Muscle cell-enriched primary cell cultures were prepared from 8-day embryonic chick heart ventricles (74% of these cells showed positive staining with anti-cardiac myosin antibody). To determine if Epidermal Growth Factor (EGF) affects cardiac muscle cells, immunostaining and autoradiography were performed to find the Muscle Cell Labeling Index (MLI). MLI represents the proportion of cardiac myosin-positive cells that specifically incorporated [ 3H]thymidine. The MLI for EGF-treated cells was 51%. Controls in Serum-free Nutrient Medium (SFNM) had a MLI of 34.5%. Combinations of growth signals also were tested.
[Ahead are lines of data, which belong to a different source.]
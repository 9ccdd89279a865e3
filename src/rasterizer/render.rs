//! Frame buffers and scanline triangle fill

use std::path::Path;
use super::lighting::shade;
use super::math::Vec4;
use super::types::{Color, Light, Material, Viewport};

/// Depth value a cleared pixel holds
pub const FAR_DEPTH: f32 = f32::MAX;

/// Color + depth buffers for software rendering
pub struct Framebuffer {
    pub pixels: Vec<u32>, // 0xAARRGGBB, row-major, top row first
    pub zbuffer: Vec<f32>,
    pub width: usize,
    pub height: usize,
}

impl Framebuffer {
    pub fn new(width: usize, height: usize) -> Self {
        Self {
            pixels: vec![Color::BLACK.to_argb(); width * height],
            zbuffer: vec![FAR_DEPTH; width * height],
            width,
            height,
        }
    }

    pub fn clear(&mut self, color: Color) {
        self.pixels.fill(color.to_argb());
        self.zbuffer.fill(FAR_DEPTH);
    }

    /// The whole buffer as a rectangle
    pub fn bounds(&self) -> Viewport {
        Viewport::new(0, 0, self.width as i32, self.height as i32)
    }

    #[cfg(test)]
    pub fn pixel(&self, x: usize, y: usize) -> Option<u32> {
        if x < self.width && y < self.height {
            Some(self.pixels[y * self.width + x])
        } else {
            None
        }
    }

    #[cfg(test)]
    pub fn depth(&self, x: usize, y: usize) -> Option<f32> {
        if x < self.width && y < self.height {
            Some(self.zbuffer[y * self.width + x])
        } else {
            None
        }
    }

    pub fn set_pixel(&mut self, x: usize, y: usize, color: Color) {
        if x < self.width && y < self.height {
            self.pixels[y * self.width + x] = color.to_argb();
        }
    }

    /// Strict less-than depth test; on success stores `z` and returns true.
    /// Equal depth keeps the earlier write.
    pub fn test_and_set_depth(&mut self, x: usize, y: usize, z: f32) -> bool {
        if x < self.width && y < self.height {
            let idx = y * self.width + x;
            if z < self.zbuffer[idx] {
                self.zbuffer[idx] = z;
                return true;
            }
        }
        false
    }

    /// Convert to RGBA bytes (for texture upload), reusing `out`
    pub fn write_rgba(&self, out: &mut Vec<u8>) {
        out.clear();
        out.reserve(self.pixels.len() * 4);
        for &argb in &self.pixels {
            let c = Color::from_argb(argb);
            out.extend_from_slice(&[c.r, c.g, c.b, c.a]);
        }
    }

    /// Save the color buffer as a PNG image
    pub fn save_png<P: AsRef<Path>>(&self, path: P) -> Result<(), image::ImageError> {
        let mut bytes = Vec::new();
        self.write_rgba(&mut bytes);
        image::save_buffer(
            path,
            &bytes,
            self.width as u32,
            self.height as u32,
            image::ExtendedColorType::Rgba8,
        )
    }
}

/// One triangle corner after projection, all attributes bundled
#[derive(Debug, Clone, Copy, PartialEq)]
pub struct ScreenVertex {
    pub x: i32,
    pub y: i32,
    /// Perspective-divided depth (NDC z)
    pub depth: f32,
    /// World-space position for per-pixel lighting
    pub world: Vec4,
}

impl ScreenVertex {
    pub fn new(x: i32, y: i32, depth: f32, world: Vec4) -> Self {
        Self { x, y, depth, world }
    }
}

/// How a covered pixel gets its color
#[derive(Debug, Clone, Copy)]
pub enum FragmentShading<'a> {
    /// Precomputed once per triangle
    Flat(Color),
    /// Evaluated per pixel from the interpolated world position
    Lit {
        normal: Vec4,
        material: &'a Material,
        light: &'a Light,
        eye: Vec4,
    },
}

/// Interpolated attributes at one end of a scanline span
#[derive(Clone, Copy)]
struct SpanEnd {
    x: i32,
    depth: f32,
    world: Vec4,
}

fn lerp(a: f32, b: f32, t: f32) -> f32 {
    a + (b - a) * t
}

fn edge_point(from: &ScreenVertex, to: &ScreenVertex, t: f32) -> SpanEnd {
    SpanEnd {
        x: lerp(from.x as f32, to.x as f32, t) as i32,
        depth: lerp(from.depth, to.depth, t),
        world: from.world.lerp(to.world, t),
    }
}

/// Scanline-fill a triangle with depth testing
///
/// Pixels outside the framebuffer or outside `scissor` are discarded.
/// Triangles with zero screen height draw nothing. Returns the number of
/// pixels written.
pub fn fill_triangle(
    fb: &mut Framebuffer,
    mut verts: [ScreenVertex; 3],
    shading: &FragmentShading,
    scissor: Option<&Viewport>,
) -> usize {
    // One sort keeps every attribute attached to its vertex
    verts.sort_by_key(|v| v.y);
    let [v1, v2, v3] = verts;

    // Edge arithmetic in i64: projected coordinates may sit at the i32 limits
    let (y1, y2, y3) = (v1.y as i64, v2.y as i64, v3.y as i64);
    let total_height = y3 - y1;
    if total_height == 0 {
        return 0;
    }

    let clip = match scissor {
        Some(s) => fb.bounds().intersect(s),
        None => fb.bounds(),
    };
    if clip.width == 0 || clip.height == 0 {
        return 0;
    }

    let upper_height = y2 - y1;
    let row_start = v1.y.max(clip.y);
    let row_end = v3.y.min(clip.y + clip.height);

    let mut written = 0;
    for y in row_start..row_end {
        let i = y as i64 - y1;
        let lower = i > upper_height || upper_height == 0;
        let segment_height = if lower { y3 - y2 } else { upper_height };
        let alpha = i as f32 / total_height as f32;
        let beta = (i - if lower { upper_height } else { 0 }) as f32 / segment_height as f32;

        let mut a = edge_point(&v1, &v3, alpha);
        let mut b = if lower {
            edge_point(&v2, &v3, beta)
        } else {
            edge_point(&v1, &v2, beta)
        };
        if a.x > b.x {
            std::mem::swap(&mut a, &mut b);
        }

        let span = (b.x as i64 - a.x as i64) as f32;
        let col_start = a.x.max(clip.x);
        let col_end = b.x.min(clip.x + clip.width - 1);
        for x in col_start..=col_end {
            let phi = if b.x == a.x { 1.0 } else { (x as i64 - a.x as i64) as f32 / span };
            let depth = lerp(a.depth, b.depth, phi);

            let (px, py) = (x as usize, y as usize);
            if !fb.test_and_set_depth(px, py, depth) {
                continue;
            }
            let color = match shading {
                FragmentShading::Flat(color) => *color,
                FragmentShading::Lit { normal, material, light, eye } => {
                    let world = a.world.lerp(b.world, phi);
                    shade(world, *normal, material, light, *eye)
                }
            };
            fb.set_pixel(px, py, color);
            written += 1;
        }
    }
    written
}

#[cfg(test)]
mod tests {
    use super::*;
    use crate::rasterizer::math::Vec3;

    fn sv(x: i32, y: i32, depth: f32) -> ScreenVertex {
        ScreenVertex::new(x, y, depth, Vec4::ORIGIN)
    }

    fn covering_triangle(depth: f32) -> [ScreenVertex; 3] {
        [sv(0, 0, depth), sv(30, 2, depth), sv(5, 30, depth)]
    }

    fn count_color(fb: &Framebuffer, color: Color) -> usize {
        fb.pixels.iter().filter(|&&p| p == color.to_argb()).count()
    }

    #[test]
    fn test_clear_resets_both_buffers() {
        let mut fb = Framebuffer::new(4, 3);
        assert!(fb.test_and_set_depth(1, 1, 0.5));
        fb.set_pixel(1, 1, Color::RED);
        fb.clear(Color::BACKGROUND);
        assert!(fb.pixels.iter().all(|&p| p == 0xFF333333));
        assert!(fb.zbuffer.iter().all(|&z| z == FAR_DEPTH));
    }

    #[test]
    fn test_fill_covers_interior_pixel() {
        let mut fb = Framebuffer::new(40, 40);
        let written = fill_triangle(&mut fb, covering_triangle(0.5), &FragmentShading::Flat(Color::RED), None);
        assert!(written > 0);
        assert_eq!(fb.pixel(10, 10), Some(Color::RED.to_argb()));
        assert_eq!(fb.depth(10, 10), Some(0.5));
        assert_eq!(count_color(&fb, Color::RED), written);
    }

    #[test]
    fn test_vertex_order_does_not_matter() {
        let tri = covering_triangle(0.25);
        let mut a = Framebuffer::new(40, 40);
        let mut b = Framebuffer::new(40, 40);
        fill_triangle(&mut a, tri, &FragmentShading::Flat(Color::GREEN), None);
        fill_triangle(&mut b, [tri[2], tri[0], tri[1]], &FragmentShading::Flat(Color::GREEN), None);
        assert_eq!(a.pixels, b.pixels);
    }

    #[test]
    fn test_zero_height_draws_nothing() {
        let mut fb = Framebuffer::new(20, 20);
        let tri = [sv(0, 5, 0.0), sv(10, 5, 0.0), sv(19, 5, 0.0)];
        assert_eq!(fill_triangle(&mut fb, tri, &FragmentShading::Flat(Color::RED), None), 0);
        assert_eq!(count_color(&fb, Color::RED), 0);
    }

    #[test]
    fn test_flat_top_and_flat_bottom() {
        let mut fb = Framebuffer::new(20, 20);
        let flat_top = [sv(2, 2, 0.0), sv(12, 2, 0.0), sv(7, 12, 0.0)];
        assert!(fill_triangle(&mut fb, flat_top, &FragmentShading::Flat(Color::RED), None) > 0);
        let flat_bottom = [sv(7, 2, 0.0), sv(2, 12, 0.0), sv(12, 12, 0.0)];
        assert!(fill_triangle(&mut fb, flat_bottom, &FragmentShading::Flat(Color::BLUE), None) > 0);
    }

    #[test]
    fn test_depth_interpolates_across_triangle() {
        let mut fb = Framebuffer::new(64, 64);
        let tri = [sv(0, 0, 0.0), sv(60, 0, 1.0), sv(0, 60, 0.0)];
        fill_triangle(&mut fb, tri, &FragmentShading::Flat(Color::RED), None);
        let left = fb.depth(1, 10).unwrap_or(FAR_DEPTH);
        let right = fb.depth(40, 10).unwrap_or(FAR_DEPTH);
        assert!(left < right);
        assert!(right <= 1.0);
    }

    #[test]
    fn test_equal_depth_is_idempotent() {
        let tri = covering_triangle(0.5);
        let mut once = Framebuffer::new(40, 40);
        fill_triangle(&mut once, tri, &FragmentShading::Flat(Color::RED), None);

        let mut twice = Framebuffer::new(40, 40);
        fill_triangle(&mut twice, tri, &FragmentShading::Flat(Color::RED), None);
        let second = fill_triangle(&mut twice, tri, &FragmentShading::Flat(Color::GREEN), None);

        // Ties keep the first write
        assert_eq!(second, 0);
        assert_eq!(once.pixels, twice.pixels);
        assert_eq!(once.zbuffer, twice.zbuffer);
    }

    #[test]
    fn test_painter_order_independent() {
        let near = covering_triangle(0.5);
        let far = [sv(2, 0, 0.8), sv(35, 5, 0.8), sv(8, 35, 0.8)];

        let mut ab = Framebuffer::new(40, 40);
        fill_triangle(&mut ab, near, &FragmentShading::Flat(Color::RED), None);
        fill_triangle(&mut ab, far, &FragmentShading::Flat(Color::GREEN), None);

        let mut ba = Framebuffer::new(40, 40);
        fill_triangle(&mut ba, far, &FragmentShading::Flat(Color::GREEN), None);
        fill_triangle(&mut ba, near, &FragmentShading::Flat(Color::RED), None);

        assert_eq!(ab.pixels, ba.pixels);
        assert_eq!(ab.pixel(10, 10), Some(Color::RED.to_argb()));
        assert_eq!(ab.depth(10, 10), Some(0.5));
    }

    #[test]
    fn test_extreme_coordinates_do_not_overflow() {
        let mut fb = Framebuffer::new(20, 10);
        let tri = [sv(i32::MIN, i32::MIN, 0.5), sv(i32::MAX, 0, 0.5), sv(0, i32::MAX, 0.5)];
        let written = fill_triangle(&mut fb, tri, &FragmentShading::Flat(Color::RED), None);
        assert!(written <= 20 * 10);
        assert_eq!(count_color(&fb, Color::RED), written);
    }

    #[test]
    fn test_offscreen_pixels_discarded() {
        let mut fb = Framebuffer::new(10, 10);
        let tri = [sv(-50, -50, 0.0), sv(60, -40, 0.0), sv(0, 60, 0.0)];
        let written = fill_triangle(&mut fb, tri, &FragmentShading::Flat(Color::RED), None);
        assert!(written > 0 && written <= 100);
        assert_eq!(count_color(&fb, Color::RED), written);
    }

    #[test]
    fn test_scissor_limits_writes() {
        let mut fb = Framebuffer::new(40, 40);
        let scissor = Viewport::new(5, 5, 10, 10);
        fill_triangle(&mut fb, [sv(0, 0, 0.0), sv(39, 0, 0.0), sv(0, 39, 0.0)], &FragmentShading::Flat(Color::RED), Some(&scissor));
        for y in 0..40 {
            for x in 0..40 {
                if fb.pixel(x, y) == Some(Color::RED.to_argb()) {
                    assert!(scissor.contains(x as i32, y as i32), "({}, {}) escaped scissor", x, y);
                }
            }
        }
        assert_eq!(fb.pixel(7, 7), Some(Color::RED.to_argb()));
    }

    #[test]
    fn test_lit_shading_uses_world_position() {
        let material = Material {
            ambient: Vec3::ZERO,
            diffuse: Vec3::ONE,
            specular: Vec3::ZERO,
            shininess: 1.0,
        };
        let light = Light {
            position: Vec4::point(0.0, 0.0, 0.0),
            color: Vec3::ONE,
            ambient: Vec3::ZERO,
        };
        // A wide floor under a light at its left edge: brightness falls off to the right
        let tri = [
            ScreenVertex::new(0, 0, 0.5, Vec4::point(0.0, -1.0, 0.0)),
            ScreenVertex::new(60, 0, 0.5, Vec4::point(20.0, -1.0, 0.0)),
            ScreenVertex::new(0, 20, 0.5, Vec4::point(0.0, -1.0, -20.0)),
        ];
        let shading = FragmentShading::Lit {
            normal: Vec4::direction(0.0, 1.0, 0.0),
            material: &material,
            light: &light,
            eye: Vec4::point(0.0, 5.0, 0.0),
        };
        let mut fb = Framebuffer::new(64, 24);
        fill_triangle(&mut fb, tri, &shading, None);
        let near = Color::from_argb(fb.pixel(1, 1).unwrap_or(0));
        let far = Color::from_argb(fb.pixel(40, 1).unwrap_or(0));
        assert!(near.r > far.r);
        assert_eq!(near.a, 255);
    }

    #[test]
    fn test_write_rgba_byte_order() {
        let mut fb = Framebuffer::new(1, 1);
        fb.set_pixel(0, 0, Color::new(1, 2, 3));
        let mut bytes = Vec::new();
        fb.write_rgba(&mut bytes);
        assert_eq!(bytes, vec![1, 2, 3, 255]);
    }
}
EGF, IGF-I (Insulin-like Growth Factor-I), or PDGF (Platelet-derived Growth Factor) alone increased [ 3H]thymidine incorporation in the cells. Adding IGF-I or PDGF simultaneously with EGF enhanced the response of the cells to EGF by increasing [ 3H]thymidine incorporation. TGF-β (Transforming Growth Factor-β) alone was shown to have an inhibitory effect on [ 3H]thymidine incorporation, and when TGF-β was added together with EGF, it attenuated the stimulatory effect of EGF on [ 3H]thymidine incorporation. Phorbol 12-Myristate 13-Acetate (PMA), a tumor promoter, alone had no effect on [ 3H]thymidine incorporation, but its addition suppressed the stimulatory effect of EGF when they were added simultaneously in the presence of 5% FBS. Developmental response of the heart cells to growth signals also was tested. Heart cells from 18-day embryos were used to test the effect of insulin and EGF. Although both insulin and EGF increased [ 3H]thymidine incorporation in heart cells from 8-day embryos, different responses to insulin and EGF occurred with heart cells from 18-day embryos. Whereas the heart cells from 18-day embryos still responded to EGF by increasing [ 3Hjthymidine incorporation, they did not show a response to insulin as measured by [ 3H]thymidine incorporation, suggesting that the loss of response of the heart cells to growth signals may occur at the receptor level. Further studies show that EGF, TGF-α. aFGF, and PDGF increased the total numbers of heart cells, and that aFGF and PDGF also increased the percentages of heart muscle cells.